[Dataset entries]
○ ○ ○ ○

#[macro_use]
extern crate tracing;

pub mod controller;
pub mod display_context;
pub mod event_queue;
pub mod external_event_handler;
pub mod file_node;
pub mod interface;
pub mod refresh_rate_calculator;
pub mod residency;
pub mod statistics;
pub mod types;
pub mod utils;

pub use controller::{ControllerState, VariableRefreshRateController};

○ ○ ○ ○

- _Work to complete_
All entries must be repeated exactly.

- _Response to the task_
#[macro_use]
extern crate tracing;

pub mod controller;
pub mod display_context;
pub mod event_queue;
pub mod external_event_handler;
pub mod file_node;
pub mod interface;
pub mod refresh_rate_calculator;
pub mod residency;
pub mod statistics;
pub mod types;
pub mod utils;

pub use controller::{ControllerState, VariableRefreshRateController};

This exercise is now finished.